The cult built slowly, but Net-a-Porter ignited it. “Seeing our brand alongside such established names was surreal,” Henrietta says. “It was the moment we thought, okay, this is really happening.”

If the early years were about survival, the flagship on the King’s Road was about soul, restoring the sense of intimacy and community that first defined the brand. “Community is so key for us,” Orlagh says. “We wanted the flagship to feel like the living room RIXO was born in, somewhere people can relax, hang out, inspire each other.” The store is an ecosystem: coffee kiosk, cocktail bar, vintage furniture, colour everywhere, an alteration service and bridal suite tucked inside like a secret. And the thing customers adore most? The pre-loved section. “We believe the most sustainable thing is buying something that already exists,” Orlagh says. “People donate their old RIXO, others buy it. It’s beautiful circularity.”
“Opening the flagship was a dream come true,” Henrietta says. “We talked about having a store from the early days on the living-room floor. And now having a permanent presence in New York — that’s wild.” For Orlagh, the real thrill is quieter. “Seeing someone wearing RIXO in everyday life still makes me emotional. That’s the real pinch-me moment.”

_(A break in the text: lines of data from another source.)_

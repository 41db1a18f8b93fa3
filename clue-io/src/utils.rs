use std::ffi::OsStr;
use std::io::{BufRead, BufReader, Error, stdout, ErrorKind};
use std::io::stderr;
use std::io::Write;
use std::path::Path;
use std::fs::File;
use csv;
use csv::StringRecord;
use flate2::read;

/// Creates a `Writer` object.
///
/// Attempts to open a file under a given name. However, if the name is `"stdout"` or `"stderr"`,
/// the returned `Writer` will be connected to either `stdout` or `stderr` stream, respectively.
/// Empty file name also results in writing to `stdout`.
///
/// # Arguments
/// * `out_fname` - file name, `"stdout"` or `"stderr"`
/// * `if_append` - existing file will be removed if false, otherwise the new content will be appended
pub fn out_writer(out_fname: &str, if_append: bool) -> Box<dyn Write> {
    match out_fname {
        "" => Box::new(stdout()) as Box<dyn Write>,
        "stdout" => Box::new(stdout()) as Box<dyn Write>,
        "stderr" => Box::new(stderr()) as Box<dyn Write>,
        _ => {
            let path = Path::new(out_fname);

            if if_append {
                let file = match File::options().append(true).write(true).create(true).open(path) {
                    Ok(file) => file,
                    Err(e) => panic!("can't open >{:?}<, error is: {:?}", &path, e),
                };
                Box::new(file) as Box<dyn Write>
            } else {
                let file = match File::create(path) {
                    Ok(file) => file,
                    Err(e) => panic!("can't open >{:?}<, error is: {:?}", &path, e),
                };
                Box::new(file) as Box<dyn Write>
            }
        }
    }
}

/// Reads values from a file in the tab-separated format
pub fn read_tsv<T: std::str::FromStr, R: BufRead>(reader: R) -> Result<Vec<Vec<T>>, Error> { read_csv_tsv(reader, b'\t') }

/// Reads values from a file in the comma-separated format
///
/// This function works as [read_tsv()], just with another delimiter
pub fn read_csv<T: std::str::FromStr, R: BufRead>(reader: R) -> Result<Vec<Vec<T>>, Error> { read_csv_tsv(reader, b',') }

/// Check if all fields of the given record are not empty
fn is_record_ok(rec: &StringRecord) -> bool {
    rec.iter().all(|e| !e.is_empty())
}

fn read_csv_tsv<T: std::str::FromStr, R: BufRead>(reader: R, delimiter: u8) -> Result<Vec<Vec<T>>, Error> {

    let mut rdr = csv::ReaderBuilder::new()
        .has_headers(false)
        .delimiter(delimiter)
        .from_reader(reader);

    let mut data: Vec<Vec<T>> = Vec::new();
    for record in rdr.records() {
        if let Ok(r) = &record {
            if !is_record_ok(r) { continue; }

            let row: Result<Vec<T>, _> = r.iter().map(|e| e.parse::<T>()).collect();

            let row = match row {
                Ok(values) => values,
                Err(_err) => {
                    return Err(Error::new(ErrorKind::Other, format!("Problem while parsing a value; the last record was: {:?}", &record)));
                }
            };

            data.push(row);
        }
    }

    Ok(data)
}

/// Opens a file for reading.
///
/// This function can open a regular file or a gzipped one, as determined by the extension
/// of the input file name. A boxed reader to the content is returned.
pub fn open_file(filename: &str) -> Result<Box<dyn BufRead>, Error> {
    if filename.is_empty() {
        panic!("\nCouldn't open file - file name is an empty string!");
    }
    let path = Path::new(filename);
    let file = match File::open(path) {
        Err(why) => return Err(why),
        Ok(file) => file,
    };

    if path.extension() == Some(OsStr::new("gz")) {
        Ok(Box::new(BufReader::with_capacity(
            128 * 1024,
            read::GzDecoder::new(file),
        )))
    } else {
        Ok(Box::new(BufReader::with_capacity(128 * 1024, file)))
    }
}

#[cfg(test)]
mod tests {
    use super::*;
    use std::io::BufReader;

    #[test]
    fn reads_tsv_into_typed_rows() {
        let txt = "1.0\t2.0\t3.0\n4.0\t5.0\t6.0\n";
        let rows: Vec<Vec<f64>> = read_tsv(BufReader::new(txt.as_bytes())).unwrap();
        assert_eq!(rows.len(), 2);
        assert_eq!(rows[0], vec![1.0, 2.0, 3.0]);
    }

    #[test]
    fn skips_rows_with_empty_fields() {
        let txt = "1.0,2.0\n,3.0\n4.0,5.0\n";
        let rows: Vec<Vec<f64>> = read_csv(BufReader::new(txt.as_bytes())).unwrap();
        assert_eq!(rows.len(), 2);
    }

    #[test]
    fn out_writer_creates_a_file() {
        let path = "clue_io_unit_test.out";
        {
            let mut w = out_writer(path, false);
            writeln!(w, "hello").unwrap();
        }
        assert!(std::fs::metadata(path).is_ok());
        std::fs::remove_file(path).unwrap();
    }
}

Of course, the romance of an independent brand tends to skip the ugly bits, and they refuse to. “Brexit has been a huge challenge,” Henrietta says plainly. Increased shipping costs, taxes and duties halted growth in entire markets. “And now US tariffs. It’s tough.” There were foundational blows, too. “Our collection was stolen in Paris once. There have been so many ups and downs. You just have to keep going. Our team pulls us through. You cannot let people down.”
And if you assume that a flagship on the King’s Road implies deep-pocketed backing, they will gently set you straight. “People assume we have endless resources,” Henrietta says. “We are still independently owned with no investment. Everything has been built step by step.”
What keeps the partnership functioning after a decade? “We’re lucky,” Henrietta says. “We very rarely disagree creatively.” And when they do, the tie-breaker is simple: what feels authentically RIXO? Orlagh leads design, a process that happens, fittingly, in the margins of life. “My most creative moments come late at night when my husband and baby are asleep,” she says. “Or on weekends rummaging through vintage fairs. Even holidays revolve around fairs abroad.” Their archive of vintage treasures quietly seeds future collections.

“What excites me most right now is full outfitting,” Orlagh says. “Layers, knitwear, accessories, jewellery — seeing women style RIXO head-to-toe in their own way feels amazing.” Henrietta nods. “And we’re exploring new retail locations, more categories, community-driven initiatives. Anything that brings us closer to our customer energises us.”
If the last decade secured RIXO’s place as one of Britain’s most distinctive independent fashion voices, the next decade feels less like expansion and more like crystallisation — sharpening what already works, deepening what already matters. Their ambitions are bigger, but their values haven’t shifted an inch. In a market that moves faster every season, RIXO’s great strength is its refusal to rush: a brand built not on hype cycles but on eye, instinct, and the simple, enduring pleasure of a very good dress.